Stacy Lentz at The Stonewall Inn
Stacy Lentz is a co-owner of The Stonewall Inn.

Photo Credit: Marissa Fortugno

  • Stacy Lentz has co-owned the Stonewall Inn with three others since 2006.
  • She went into credit card debt to buy the Inn, and has never made much money.
  • Owning it has been the responsibility of a lifetime, and given her purpose, she says.

This as-told-to essay is based on a conversation with Stacy Lentz, co-owner of the Stonewall Inn and CEO of the Stonewall Inn Gives Back Initiative. It has been edited for length and clarity.

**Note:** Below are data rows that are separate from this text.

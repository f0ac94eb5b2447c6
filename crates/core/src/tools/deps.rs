//! Direct dependency enumeration via `readelf -d` and `ldd`
//!
//! `ldd` reports the whole transitive closure flattened into one list, so it
//! cannot tell direct from indirect dependencies. `readelf -dW` gives the
//! ordered `DT_NEEDED` names of this object only; `ldd` is then consulted
//! purely as a name-to-path map to resolve those names the way the loader
//! would.

use std::collections::HashMap;
use std::ffi::OsStr;
use std::path::{Path, PathBuf};

use tracing::warn;

use super::{run_tool, stderr_summary, stdout_lines, DependencyLister, DirectDependency};

/// [`DependencyLister`] backed by `readelf` and `ldd`
#[derive(Debug, Clone)]
pub struct ElfDependencies {
    readelf: PathBuf,
    ldd: PathBuf,
}

impl ElfDependencies {
    pub fn new(readelf: PathBuf, ldd: PathBuf) -> Self {
        Self { readelf, ldd }
    }

    fn needed_names(&self, path: &Path) -> anyhow::Result<Vec<String>> {
        let output = run_tool(&self.readelf, [OsStr::new("-dW"), path.as_os_str()])?;
        if !output.status.success() {
            warn!(
                path = %path.display(),
                stderr = %stderr_summary(&output),
                "readelf could not read dynamic section"
            );
            return Ok(Vec::new());
        }
        Ok(stdout_lines(&output)
            .iter()
            .filter_map(|line| parse_needed(line))
            .collect())
    }

    fn loader_map(&self, path: &Path) -> anyhow::Result<LoaderMap> {
        let output = run_tool(&self.ldd, [path.as_os_str()])?;
        if !output.status.success() {
            // Static executables and non-ELF files land here
            warn!(
                path = %path.display(),
                stderr = %stderr_summary(&output),
                "ldd reported no dynamic dependencies"
            );
            return Ok(LoaderMap::default());
        }
        Ok(LoaderMap::parse(stdout_lines(&output).iter().map(String::as_str)))
    }
}

impl DependencyLister for ElfDependencies {
    fn list_direct_dependencies(&self, path: &Path) -> anyhow::Result<Vec<DirectDependency>> {
        let needed = self.needed_names(path)?;
        if needed.is_empty() {
            return Ok(Vec::new());
        }
        let loader = self.loader_map(path)?;
        Ok(needed
            .into_iter()
            .map(|name| {
                let path = loader.resolve(&name);
                DirectDependency { name, path }
            })
            .collect())
    }
}

/// `0x0000000000000001 (NEEDED)  Shared library: [libc.so.6]`
fn parse_needed(line: &str) -> Option<String> {
    let (_, rest) = line.split_once("(NEEDED)")?;
    let start = rest.find('[')?;
    let end = rest.rfind(']')?;
    if end <= start + 1 {
        return None;
    }
    Some(rest[start + 1..end].to_string())
}

/// What `ldd` said about each name it printed
#[derive(Debug, Default, PartialEq, Eq)]
struct LoaderMap {
    /// `name => path` and `name => not found` entries
    named: HashMap<String, Option<PathBuf>>,
    /// Bare absolute entries such as the program interpreter
    absolute: Vec<PathBuf>,
}

impl LoaderMap {
    fn parse<'a>(lines: impl Iterator<Item = &'a str>) -> Self {
        let mut map = LoaderMap::default();
        for line in lines {
            let line = line.trim();
            if let Some((name, target)) = line.split_once("=>") {
                let name = name.trim().to_string();
                let target = strip_load_address(target.trim());
                let path = if target.is_empty() || target == "not found" {
                    None
                } else {
                    Some(PathBuf::from(target))
                };
                map.named.entry(name).or_insert(path);
            } else {
                let target = strip_load_address(line);
                // linux-vdso.so.1 and friends are virtual and have no file
                if target.starts_with('/') {
                    map.absolute.push(PathBuf::from(target));
                }
            }
        }
        map
    }

    fn resolve(&self, name: &str) -> Option<PathBuf> {
        if let Some(entry) = self.named.get(name) {
            return entry.clone();
        }
        if name.starts_with('/') {
            return Some(PathBuf::from(name));
        }
        self.absolute
            .iter()
            .find(|p| p.file_name().and_then(|f| f.to_str()) == Some(name))
            .cloned()
    }
}

/// Drop a trailing ` (0x00007f...)` load address
fn strip_load_address(s: &str) -> &str {
    match s.rfind(" (0x") {
        Some(idx) if s.ends_with(')') => s[..idx].trim_end(),
        _ => s,
    }
}

#[cfg(test)]
mod tests {
    use super::*;

    const READELF: &str = "\
Dynamic section at offset 0x2dc8 contains 27 entries:
  Tag        Type                         Name/Value
 0x0000000000000001 (NEEDED)             Shared library: [libfoo.so.1]
 0x0000000000000001 (NEEDED)             Shared library: [libc.so.6]
 0x0000000000000001 (NEEDED)             Shared library: [ld-linux-x86-64.so.2]
 0x000000000000000e (SONAME)             Library soname: [libbar.so.2]
 0x000000000000000c (INIT)               0x1000
";

    const LDD: &str = "\
\tlinux-vdso.so.1 (0x00007ffc6d5f1000)
\tlibfoo.so.1 => not found
\tlibc.so.6 => /lib/x86_64-linux-gnu/libc.so.6 (0x00007f0e1a400000)
\tlibm.so.6 => /lib/x86_64-linux-gnu/libm.so.6 (0x00007f0e1a319000)
\t/lib64/ld-linux-x86-64.so.2 (0x00007f0e1a6a3000)
";

    #[test]
    fn test_parse_needed_in_order() {
        let needed: Vec<String> = READELF.lines().filter_map(parse_needed).collect();
        assert_eq!(needed, vec!["libfoo.so.1", "libc.so.6", "ld-linux-x86-64.so.2"]);
    }

    #[test]
    fn test_soname_is_not_needed() {
        assert_eq!(
            parse_needed(" 0x000000000000000e (SONAME)             Library soname: [libbar.so.2]"),
            None
        );
    }

    #[test]
    fn test_loader_map_entries() {
        let map = LoaderMap::parse(LDD.lines());
        assert_eq!(
            map.resolve("libc.so.6"),
            Some(PathBuf::from("/lib/x86_64-linux-gnu/libc.so.6"))
        );
        assert_eq!(map.resolve("libfoo.so.1"), None);
        assert!(map.named.contains_key("libfoo.so.1"));
    }

    #[test]
    fn test_interpreter_resolved_by_file_name() {
        let map = LoaderMap::parse(LDD.lines());
        assert_eq!(
            map.resolve("ld-linux-x86-64.so.2"),
            Some(PathBuf::from("/lib64/ld-linux-x86-64.so.2"))
        );
    }

    #[test]
    fn test_vdso_ignored() {
        let map = LoaderMap::parse(LDD.lines());
        assert_eq!(map.absolute, vec![PathBuf::from("/lib64/ld-linux-x86-64.so.2")]);
        assert_eq!(map.resolve("linux-vdso.so.1"), None);
    }

    #[test]
    fn test_absolute_needed_name() {
        let map = LoaderMap::default();
        assert_eq!(map.resolve("/opt/lib/libx.so"), Some(PathBuf::from("/opt/lib/libx.so")));
    }

    #[test]
    fn test_strip_load_address() {
        assert_eq!(strip_load_address("/lib/libc.so.6 (0x00007f0e1a400000)"), "/lib/libc.so.6");
        assert_eq!(strip_load_address("not found"), "not found");
    }

    #[test]
    fn test_missing_readelf_is_error() {
        let deps = ElfDependencies::new(PathBuf::from("/no/readelf"), PathBuf::from("/no/ldd"));
        assert!(deps.list_direct_dependencies(Path::new("/bin/sh")).is_err());
    }
}
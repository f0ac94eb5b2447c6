//! Breadth-first construction of the dependency closure
//!
//! The traversal is level-synchronous. Every node in the current frontier is
//! expanded concurrently (dependency listing plus canonicalization, the slow
//! part), then the results are merged into the graph one by one in frontier
//! order. That merge is the only place the seen-set changes, which makes the
//! discovery order, and so every first-discoverer parent, identical to a plain
//! FIFO traversal no matter how many workers ran the expansions.

use std::path::{Path, PathBuf};

use petgraph::stable_graph::NodeIndex;
use rayon::prelude::*;
use tracing::{debug, warn};

use crate::canonical::PathCanonicalizer;
use crate::error::{FindError, Result};
use crate::graph::{DependencyGraph, LibraryNode, UnresolvedDependency};
use crate::tools::{DependencyLister, LinkerCache};

/// Outcome of following one direct dependency
#[derive(Debug)]
enum Expanded {
    Found(PathBuf),
    Unresolved {
        name: String,
        attempted_path: Option<PathBuf>,
    },
}

/// Builds a [`DependencyGraph`] from a root reference
pub struct DependencyGraphBuilder<'a> {
    canonicalizer: PathCanonicalizer<'a>,
    lister: &'a dyn DependencyLister,
}

impl<'a> DependencyGraphBuilder<'a> {
    pub fn new(cache: &'a dyn LinkerCache, lister: &'a dyn DependencyLister) -> Self {
        Self {
            canonicalizer: PathCanonicalizer::new(cache),
            lister,
        }
    }

    /// Canonicalize `root` and traverse its full dependency closure.
    ///
    /// Parallel expansion uses the current rayon pool; wrap the call in
    /// `ThreadPool::install` to bound it.
    pub fn build(&self, root: &str) -> Result<DependencyGraph> {
        let root_path = self.canonicalizer.canonicalize(root);
        if !root_path.exists() {
            return Err(FindError::RootNotFound { path: root_path });
        }
        debug!(root = %root_path.display(), "starting traversal");

        let mut graph = DependencyGraph::new(LibraryNode::new(root_path));
        let mut frontier = vec![graph.root()];
        let mut depth = 0usize;

        while !frontier.is_empty() {
            let jobs: Vec<(NodeIndex, PathBuf)> = frontier
                .iter()
                .filter_map(|&idx| graph.node(idx).map(|n| (idx, n.canonical_path.clone())))
                .collect();

            let expansions = jobs
                .par_iter()
                .map(|(idx, path)| self.expand(path).map(|deps| (*idx, path, deps)))
                .collect::<Result<Vec<_>>>()?;

            let mut next = Vec::new();
            for (parent, parent_path, deps) in expansions {
                for dep in deps {
                    match dep {
                        Expanded::Found(path) => {
                            let node = LibraryNode::new(path);
                            if let Some(child) = graph.insert_if_absent(parent, node) {
                                next.push(child);
                            }
                        }
                        Expanded::Unresolved {
                            name,
                            attempted_path,
                        } => {
                            warn!(
                                needed_by = %parent_path.display(),
                                dependency = %name,
                                "skipping unresolved dependency"
                            );
                            graph.record_unresolved(UnresolvedDependency {
                                needed_by: parent_path.clone(),
                                name,
                                attempted_path,
                            });
                        }
                    }
                }
            }

            debug!(depth, discovered = next.len(), "level expanded");
            frontier = next;
            depth += 1;
        }

        Ok(graph)
    }

    /// List and canonicalize the direct dependencies of one library
    fn expand(&self, path: &Path) -> Result<Vec<Expanded>> {
        let deps = self
            .lister
            .list_direct_dependencies(path)
            .map_err(|source| FindError::CollaboratorFailed {
                operation: "dependency listing",
                path: path.to_path_buf(),
                source,
            })?;
        debug!(library = %path.display(), direct = deps.len(), "listed dependencies");

        Ok(deps
            .into_iter()
            .map(|dep| match dep.path {
                None => Expanded::Unresolved {
                    name: dep.name,
                    attempted_path: None,
                },
                Some(resolved) => {
                    let canonical = self.canonicalizer.canonicalize_path(&resolved);
                    if canonical.exists() {
                        Expanded::Found(canonical)
                    } else {
                        Expanded::Unresolved {
                            name: dep.name,
                            attempted_path: Some(resolved),
                        }
                    }
                }
            })
            .collect())
    }
}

I grew up middle-class, in the middle of a cornfield, in the middle-of-nowhere Kansas. That's a lot of middles, but once I moved to New York City in my 20s, I felt like I had discovered the center of the world.

I probably knew that I was gay since I was younger, but I fought it. I went to school with the same 16 kids each year. I knew that I tended to develop crushes on my friends who were girls. As for the guys, I wanted to be their best friends, but had no desire to date them.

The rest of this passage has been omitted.